SaferPlaces is an innovative climate service developed within the EIT Climate-KIC funded project, in particular consists of a cloud web platform for cost-effective mapping of flood hazard and risk in urban areas under current and future climates.
The platform employs innovative climate, hydrological and hydraulic, topographic and economic modelling techniques to assess pluvial, fluvial and coastal flood hazard and risk. Therefore, the service is designed to advise identification and assessment of flood risk mitigation measures and plans, inform climate adaptation and disaster risk reduction strategies, and help to foster multi-stakeholder agreements for resilience building.
All models and tools embedded in the SaferPLACES cloud-web platform are research proofed as reported in the following peer reviewed publications:
Samela et al. 2020 -Safer_RAIN: A DEM-Based Hierarchical Filling-&-Spilling Algorithm for Pluvial Flood Hazard Assessment and Mapping across Large Urban Areas Water 2020, 12(6), 1514; https://doi.org/10.3390/w12061514
Paprotny et al. 2020 – Estimating exposure of residential assets to natural hazards in Europe using open data Nat. Hazards Earth Syst. Sci., 20, 323–343, 2020; https://doi.org/10.5194/nhess-20-323-2020
Paprotny et al. 2020 – Exposure and vulnerability estimation for modelling flood losses to commercial assets in Europe, Sci. Total Environ., Vol. 737, 2020, 140011; https://doi.org/10.1016/j.scitotenv.2020.140011
SAFERPLACES platform is fully scalable and customisable, allowing the user to take a specific urban area prone to flooding and select from a range of different rainfall scenarios, river flow rates or rises in sea level and combine these with a potential mitigation options, such as permeable paving, or ‘green based solutions’, like increasing the natural water retention of the soil.
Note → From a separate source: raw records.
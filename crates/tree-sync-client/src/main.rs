//! tree-sync: mirror a remote file tree over WebSocket.
//!
//! `watch` stays connected and logs replica changes until Ctrl+C; `run`
//! issues a single operation and prints the authority's answer.

use anyhow::{Context, Result};
use clap::{Parser, Subcommand};
use serde_json::Value;
use tracing::{debug, error, info};
use tracing_subscriber::EnvFilter;

use tree_sync_client::{Client, ClientConfig};
use tree_sync_core::SyncEvent;

#[derive(Parser, Debug)]
#[command(name = "tree-sync")]
#[command(about = "Mirror a remote file tree")]
struct Args {
    /// WebSocket address of the authority (falls back to TREE_SYNC_URL)
    #[arg(short, long)]
    url: Option<String>,

    /// Remote path to watch (repeatable)
    #[arg(short, long = "watch")]
    watch: Vec<String>,

    /// Enable verbose logging
    #[arg(long)]
    verbose: bool,

    #[command(subcommand)]
    command: Option<Command>,
}

#[derive(Subcommand, Debug)]
enum Command {
    /// Stay connected and log changes (default)
    Watch,
    /// Issue one operation, e.g. `run writeFile /notes/todo.md`
    Run {
        method: String,
        /// Arguments; each is parsed as JSON, or taken as a string
        args: Vec<String>,
    },
}

fn parse_arg(raw: &str) -> Value {
    serde_json::from_str(raw).unwrap_or_else(|_| Value::String(raw.to_string()))
}

fn log_event(event: SyncEvent) {
    match event {
        SyncEvent::TreeChanged { snapshot, .. } => {
            info!(
                "Tree changed: {} node(s) under {}",
                snapshot.nodes.len(),
                snapshot.root_path.as_deref().unwrap_or("?")
            );
        }
        SyncEvent::NodeChanged {
            operation, path, new_path, ..
        } => match new_path {
            Some(new_path) => debug!("{} {} -> {}", operation, path, new_path),
            None => debug!("{} {}", operation, path),
        },
        SyncEvent::Fatal { kind, message, .. } => {
            error!("Fatal ({}): {}", kind, message);
        }
    }
}

async fn watch(mut client: Client) -> Result<()> {
    let _subscription = client.sync().subscribe(log_event);
    info!("Watching. Press Ctrl+C to stop.");

    tokio::select! {
        _ = client.closed() => {
            info!("Authority closed the connection");
        }
        _ = tokio::signal::ctrl_c() => {
            info!("Shutdown signal received");
        }
    }

    client.shutdown().await?;
    Ok(())
}

async fn run(client: Client, method: String, args: Vec<String>) -> Result<()> {
    let args = args.iter().map(|a| parse_arg(a)).collect();

    let outcome = tokio::select! {
        outcome = client.run(&method, args) => Some(outcome),
        _ = tokio::signal::ctrl_c() => None,
    };
    let Some(outcome) = outcome else {
        info!("Interrupted");
        client.shutdown().await?;
        anyhow::bail!("{} interrupted", method);
    };

    let result = outcome.with_context(|| format!("{} failed", method));
    if let Ok(value) = &result {
        println!("{}", serde_json::to_string_pretty(value)?);
    }
    client.shutdown().await?;
    result.map(|_| ())
}

#[tokio::main]
async fn main() -> Result<()> {
    let args = Args::parse();

    // Respects RUST_LOG, defaults to info (or debug with --verbose)
    let default_filter = if args.verbose {
        "debug,tree_sync_core=debug,tree_sync_client=debug"
    } else {
        "info"
    };
    let filter =
        EnvFilter::try_from_default_env().unwrap_or_else(|_| EnvFilter::new(default_filter));
    tracing_subscriber::fmt()
        .with_env_filter(filter)
        .with_writer(std::io::stderr)
        .init();

    let mut config = ClientConfig::from_env()?;
    if let Some(url) = args.url {
        config = config.with_url(url)?;
    }
    let config = config.with_watch_paths(args.watch)?;

    info!("Starting tree-sync");
    info!("Authority: {}", config.url);

    let client = Client::connect(&config).await?;

    match args.command.unwrap_or(Command::Watch) {
        Command::Watch => watch(client).await,
        Command::Run { method, args } => run(client, method, args).await,
    }
}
The SAFERPLACES process is less time consuming and more cost effective than conventional flood mapping methods, which usually require detailed knowledge of historic flood inundation. Its integrated economic and physical assessment of different flooding events also provides financial justification for long-term flood prevention measures and the ‘open’ data used is freely available and can be applied across an infinite number of scenarios.
The SaferPLACES team has developed the platform as a cloud-web service that can be made available to multiple end-users, allowing them all to perform flood hazard simulation in real-time according to their own scenarios.
This kind of integrated output serves as an excellent basis for a dialogue between all those involved in city planning and flood management, such as planners, engineers, civil protection agencies and insurance companies. These stakeholders can all use the SAFERPLACES output to identify the best risk reduction and climate adaptation strategies and calculate the economic benefits of different mitigation options.
SAFERPLACES platform is currently operative for four pilot case studies; Rimini and Milan, Northern Italy; Pamplona, in Spain, and Cologne, in Germany.
To date, much of the focus has been on Rimini, a town exposed to coastal flooding due sea level rises and storm surge events and the site of the largest water rehabilitation project in Italy.
Here, the SAFERPLACES tool is being used to devise a risk management plan for Rimini’s Parco del Mare, simulating the physical and economic impact of different flooding scenarios using different mitigation measures. The results show a 60% reduction in economic loss from a coastal flooding event if new coastal dunes are built, providing a strong financial argument for their construction. The solution has also been important in determining the dune elevation required for long-term risk protection. At present, the team are working to demonstrate further applications for this type of efficient and scalable flood risk mapping and assessment in Pamplona and Cologne.
The potential of the SAFERPLACES solution is huge for the many towns and cities around the world that are increasingly threatened by flood hazards. Going forwards, the concept of combining climate scenarios with urban mapping, risk assessment and economic impact modelling could even be extended for other climate hazards, such as extreme heat.